BEGIN DATA FOR THIS TASK

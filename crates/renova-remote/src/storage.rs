//! Storage-bucket uploads
//!
//! Uploaded objects are addressed by their public URL, which doubles as the
//! image token.

use async_trait::async_trait;
use chrono::Utc;
use renova_core::model::image::{content_type_for, extension_of};
use renova_core::model::ImageToken;
use renova_core::ops::ImageStore;
use reqwest::Method;
use uuid::Uuid;

use crate::client::RemoteClient;
use crate::errors::Result;

const UPLOAD_PREFIX: &str = "uploads";

#[derive(Clone)]
pub struct RemoteImageStore {
    client: RemoteClient,
    bucket: String,
}

/// `uploads/<millis>-<random>.<ext>`
pub fn object_path(file_name: &str) -> String {
    let random = Uuid::new_v4().simple().to_string();
    format!(
        "{}/{}-{}.{}",
        UPLOAD_PREFIX,
        Utc::now().timestamp_millis(),
        &random[..10],
        extension_of(file_name)
    )
}

impl RemoteImageStore {
    pub(crate) fn new(client: RemoteClient, bucket: impl Into<String>) -> Self {
        Self {
            client,
            bucket: bucket.into(),
        }
    }

    pub fn bucket(&self) -> &str {
        &self.bucket
    }
}

#[async_trait]
impl ImageStore for RemoteImageStore {
    async fn upload(&self, bytes: Vec<u8>, file_name: &str) -> Result<ImageToken> {
        let path = object_path(file_name);
        let request = self
            .client
            .request(Method::POST, &self.client.storage_url(&self.bucket, &path))
            .header(reqwest::header::CONTENT_TYPE, content_type_for(file_name))
            .body(bytes);
        self.client.send("upload_image", "storage", request).await?;

        let url = self.client.public_url(&self.bucket, &path);
        tracing::debug!(bucket = %self.bucket, path = %path, "uploaded image");
        Ok(ImageToken::new(url))
    }

    /// Absolute URLs pass through; bare object paths become public URLs
    async fn resolve(&self, token: &ImageToken) -> Result<String> {
        if token.is_external() {
            return Ok(token.as_str().to_string());
        }
        Ok(self
            .client
            .public_url(&self.bucket, token.as_str().trim_start_matches('/')))
    }
}
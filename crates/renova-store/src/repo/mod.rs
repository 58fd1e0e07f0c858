//! Repository layer: one handle per collection over the shared connection

mod about;
mod collection;
pub(crate) mod rows;

pub use about::LocalAbout;
pub use collection::LocalCollection;
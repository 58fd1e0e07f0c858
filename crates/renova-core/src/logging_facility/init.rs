//! Logging initialization module

use serde::Deserialize;
use std::str::FromStr;
use std::sync::Once;
use tracing_subscriber::{util::SubscriberInitExt, EnvFilter};

/// Logging profile configuration
#[derive(Debug, Clone, Copy, PartialEq, Eq, Default, Deserialize)]
#[serde(rename_all = "lowercase")]
pub enum Profile {
    /// Human-readable output for development
    #[default]
    Development,
    /// JSON structured output for production
    Production,
    /// Test capture mode for deterministic testing
    Test,
}

impl FromStr for Profile {
    type Err = String;

    fn from_str(s: &str) -> Result<Self, Self::Err> {
        match s.trim().to_ascii_lowercase().as_str() {
            "development" | "dev" => Ok(Profile::Development),
            "production" | "prod" => Ok(Profile::Production),
            "test" => Ok(Profile::Test),
            other => Err(format!("unknown logging profile '{}'", other)),
        }
    }
}

static INIT_ONCE: Once = Once::new();

/// Initialize the logging facility
///
/// Call once at startup; later calls are ignored.
///
/// - **Development**: human-readable logs, `renova=debug`
/// - **Production**: JSON logs, `renova=info`
/// - **Test**: bare registry; use `init_test_capture()` to record events
///
/// `RUST_LOG` overrides the default filter in every profile.
pub fn init(profile: Profile) {
    INIT_ONCE.call_once(|| match profile {
        Profile::Development => {
            tracing_subscriber::fmt()
                .with_env_filter(
                    EnvFilter::try_from_default_env()
                        .unwrap_or_else(|_| EnvFilter::new("renova=debug")),
                )
                .with_writer(std::io::stderr)
                .init();
        }
        Profile::Production => {
            tracing_subscriber::fmt()
                .json()
                .with_env_filter(
                    EnvFilter::try_from_default_env()
                        .unwrap_or_else(|_| EnvFilter::new("renova=info")),
                )
                .with_writer(std::io::stderr)
                .init();
        }
        Profile::Test => {
            tracing_subscriber::registry().init();
        }
    });
}
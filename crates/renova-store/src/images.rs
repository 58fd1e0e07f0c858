//! Inline image storage
//!
//! Uploaded bytes are kept as `data:` URLs keyed by `<folder>/<id>_<name>`.

#![allow(clippy::result_large_err)]

use async_trait::async_trait;
use base64::engine::general_purpose::STANDARD;
use base64::Engine;
use chrono::{DateTime, Utc};
use renova_core::errors::{ExError, ExErrorKind};
use renova_core::model::image::content_type_for;
use renova_core::model::{ImageToken, StoredImage};
use renova_core::ops::ImageStore;
use rusqlite::{Connection, OptionalExtension, Row};
use uuid::Uuid;

use crate::db::SharedConnection;
use crate::errors::{from_rusqlite, Result};

/// Folder used by `ImageStore::upload`
pub const UPLOAD_FOLDER: &str = "uploads";

const COLLECTION: &str = "images";

fn image_not_found(token: &str) -> ExError {
    ExError::new(ExErrorKind::NotFound)
        .with_op("resolve_image")
        .with_collection(COLLECTION)
        .with_entity_id(token)
        .with_message("image token not found")
}

/// Replace path separators and whitespace so the name fits in a token
fn sanitize_name(file_name: &str) -> String {
    let cleaned: String = file_name
        .trim()
        .chars()
        .map(|c| if c == '/' || c == '\\' || c.is_whitespace() { '_' } else { c })
        .collect();
    if cleaned.is_empty() {
        "image".to_string()
    } else {
        cleaned
    }
}

pub fn encode_data_url(content_type: &str, bytes: &[u8]) -> String {
    format!("data:{};base64,{}", content_type, STANDARD.encode(bytes))
}

/// Split a base64 data URL into its MIME type and decoded bytes
pub fn decode_data_url(url: &str) -> Result<(String, Vec<u8>)> {
    let invalid = |reason: &str| {
        ExError::new(ExErrorKind::InvalidInput)
            .with_op("decode_data_url")
            .with_message(reason.to_string())
    };
    let rest = url
        .strip_prefix("data:")
        .ok_or_else(|| invalid("not a data URL"))?;
    let (meta, payload) = rest
        .split_once(',')
        .ok_or_else(|| invalid("data URL has no payload"))?;
    let content_type = meta
        .strip_suffix(";base64")
        .ok_or_else(|| invalid("data URL is not base64 encoded"))?;
    let bytes = STANDARD
        .decode(payload)
        .map_err(|e| invalid(&e.to_string()))?;
    Ok((content_type.to_string(), bytes))
}

struct ImageRow {
    token: String,
    name: String,
    folder: String,
    content_type: String,
    size: i64,
    data: String,
    uploaded_at: String,
}

impl ImageRow {
    fn from_row(row: &Row<'_>) -> rusqlite::Result<Self> {
        Ok(Self {
            token: row.get(0)?,
            name: row.get(1)?,
            folder: row.get(2)?,
            content_type: row.get(3)?,
            size: row.get(4)?,
            data: row.get(5)?,
            uploaded_at: row.get(6)?,
        })
    }

    fn into_image(self) -> Result<StoredImage> {
        let uploaded_at = DateTime::parse_from_rfc3339(&self.uploaded_at)
            .map(|ts| ts.with_timezone(&Utc))
            .map_err(|e| {
                ExError::new(ExErrorKind::Serialization)
                    .with_op("decode_image")
                    .with_entity_id(self.token.as_str())
                    .with_message(e.to_string())
            })?;
        Ok(StoredImage {
            token: ImageToken::new(self.token),
            name: self.name,
            folder: self.folder,
            data: self.data,
            uploaded_at,
            size: self.size.max(0) as u64,
            content_type: self.content_type,
        })
    }
}

const IMAGE_COLUMNS: &str = "token, name, folder, content_type, size, data, uploaded_at";

pub(crate) fn insert_image(conn: &Connection, image: &StoredImage) -> Result<()> {
    conn.execute(
        "INSERT INTO images (token, name, folder, content_type, size, data, uploaded_at)
         VALUES (?1, ?2, ?3, ?4, ?5, ?6, ?7)
         ON CONFLICT(token) DO UPDATE SET
            name = excluded.name,
            folder = excluded.folder,
            content_type = excluded.content_type,
            size = excluded.size,
            data = excluded.data,
            uploaded_at = excluded.uploaded_at",
        rusqlite::params![
            image.token.as_str(),
            image.name,
            image.folder,
            image.content_type,
            image.size as i64,
            image.data,
            image.uploaded_at.to_rfc3339(),
        ],
    )
    .map_err(from_rusqlite)?;
    Ok(())
}

pub(crate) fn read_image(conn: &Connection, token: &str) -> Result<Option<StoredImage>> {
    let sql = format!("SELECT {} FROM images WHERE token = ?1", IMAGE_COLUMNS);
    conn.query_row(&sql, [token], ImageRow::from_row)
        .optional()
        .map_err(from_rusqlite)?
        .map(ImageRow::into_image)
        .transpose()
}

pub(crate) fn read_all_images(conn: &Connection) -> Result<Vec<StoredImage>> {
    let sql = format!("SELECT {} FROM images ORDER BY uploaded_at, token", IMAGE_COLUMNS);
    let mut stmt = conn.prepare(&sql).map_err(from_rusqlite)?;
    let rows = stmt
        .query_map([], ImageRow::from_row)
        .map_err(from_rusqlite)?
        .collect::<std::result::Result<Vec<_>, _>>()
        .map_err(from_rusqlite)?;
    rows.into_iter().map(ImageRow::into_image).collect()
}

/// Local image store over the `images` table
#[derive(Clone)]
pub struct LocalImageStore {
    conn: SharedConnection,
}

impl LocalImageStore {
    pub(crate) fn new(conn: SharedConnection) -> Self {
        Self { conn }
    }

    /// Store bytes under an explicit folder
    pub fn store(&self, folder: &str, bytes: &[u8], file_name: &str) -> Result<StoredImage> {
        let name = sanitize_name(file_name);
        let image = StoredImage {
            token: ImageToken::new(format!("{}/{}_{}", folder, Uuid::now_v7().simple(), name)),
            content_type: content_type_for(&name).to_string(),
            data: encode_data_url(content_type_for(&name), bytes),
            size: bytes.len() as u64,
            uploaded_at: Utc::now(),
            folder: folder.to_string(),
            name,
        };
        self.conn.logged("upload_image", COLLECTION, |conn| {
            insert_image(conn, &image)?;
            Ok(())
        })?;
        Ok(image)
    }

    pub fn get_image(&self, token: &ImageToken) -> Result<Option<StoredImage>> {
        self.conn
            .logged("get_image", COLLECTION, |conn| read_image(conn, token.as_str()))
    }

    /// Remove an image; an unknown token is ignored
    pub fn delete_image(&self, token: &ImageToken) -> Result<()> {
        self.conn.logged("delete_image", COLLECTION, |conn| {
            conn.execute("DELETE FROM images WHERE token = ?1", [token.as_str()])
                .map_err(from_rusqlite)?;
            Ok(())
        })
    }

    pub fn list_images(&self) -> Result<Vec<StoredImage>> {
        self.conn.logged("list_images", COLLECTION, |conn| read_all_images(conn))
    }

    /// Original bytes behind a local token
    pub fn read_bytes(&self, token: &ImageToken) -> Result<Vec<u8>> {
        let image = self
            .get_image(token)?
            .ok_or_else(|| image_not_found(token.as_str()))?;
        decode_data_url(&image.data).map(|(_, bytes)| bytes)
    }
}

#[async_trait]
impl ImageStore for LocalImageStore {
    async fn upload(&self, bytes: Vec<u8>, file_name: &str) -> Result<ImageToken> {
        self.store(UPLOAD_FOLDER, &bytes, file_name)
            .map(|image| image.token)
    }

    async fn resolve(&self, token: &ImageToken) -> Result<String> {
        if token.is_external() {
            return Ok(token.as_str().to_string());
        }
        self.get_image(token)?
            .map(|image| image.data)
            .ok_or_else(|| image_not_found(token.as_str()))
    }
}

#[cfg(test)]
mod tests {
    use super::*;

    #[test]
    fn test_data_url_round_trip() {
        let url = encode_data_url("image/png", &[0x89, b'P', b'N', b'G']);
        assert!(url.starts_with("data:image/png;base64,"));
        let (mime, bytes) = decode_data_url(&url).unwrap();
        assert_eq!(mime, "image/png");
        assert_eq!(bytes, vec![0x89, b'P', b'N', b'G']);
    }

    #[test]
    fn test_decode_rejects_plain_urls() {
        let err = decode_data_url("https://example.com/a.png").unwrap_err();
        assert_eq!(err.kind(), ExErrorKind::InvalidInput);
    }

    #[test]
    fn test_sanitize_name() {
        assert_eq!(sanitize_name("my car/front view.jpg"), "my_car_front_view.jpg");
        assert_eq!(sanitize_name("   "), "image");
    }
}
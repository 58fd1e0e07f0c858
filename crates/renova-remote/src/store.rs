//! Remote store facade

use renova_core::model::{Car, Entity, InboxMessage, NewsPost, Testimonial, User};

use crate::about::RemoteAbout;
use crate::auth::RemoteIdentity;
use crate::client::RemoteClient;
use crate::config::RemoteConfig;
use crate::errors::Result;
use crate::storage::RemoteImageStore;
use crate::table::RemoteTable;

/// Typed handles over one hosted project
///
/// All handles share the client, so a sign-in through [`identity`] applies
/// to every subsequent table request.
///
/// [`identity`]: RemoteStore::identity
#[derive(Clone)]
pub struct RemoteStore {
    client: RemoteClient,
    bucket: String,
}

impl RemoteStore {
    pub fn connect(config: &RemoteConfig) -> Result<Self> {
        let client = RemoteClient::new(config)?;
        tracing::debug!(url = client.base_url(), bucket = %config.bucket, "remote store ready");
        Ok(Self {
            client,
            bucket: config.bucket.clone(),
        })
    }

    pub fn client(&self) -> &RemoteClient {
        &self.client
    }

    pub fn collection<E: Entity>(&self) -> RemoteTable<E> {
        RemoteTable::new(self.client.clone())
    }

    pub fn cars(&self) -> RemoteTable<Car> {
        self.collection()
    }

    pub fn news(&self) -> RemoteTable<NewsPost> {
        self.collection()
    }

    pub fn testimonials(&self) -> RemoteTable<Testimonial> {
        self.collection()
    }

    pub fn inbox(&self) -> RemoteTable<InboxMessage> {
        self.collection()
    }

    pub fn users(&self) -> RemoteTable<User> {
        self.collection()
    }

    pub fn about(&self) -> RemoteAbout {
        RemoteAbout::new(self.client.clone())
    }

    pub fn images(&self) -> RemoteImageStore {
        RemoteImageStore::new(self.client.clone(), self.bucket.clone())
    }

    pub fn identity(&self) -> RemoteIdentity {
        RemoteIdentity::new(self.client.clone())
    }
}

END DATA FOR THIS TASK

**ASSIGNED TASK**
Gather each line of the records holding the string "WHERE".

**OUTPUT OF THE EXERCISE**
    let sql = format!("SELECT {} FROM images WHERE token = ?1", IMAGE_COLUMNS);
            conn.execute("DELETE FROM images WHERE token = ?1", [token.as_str()])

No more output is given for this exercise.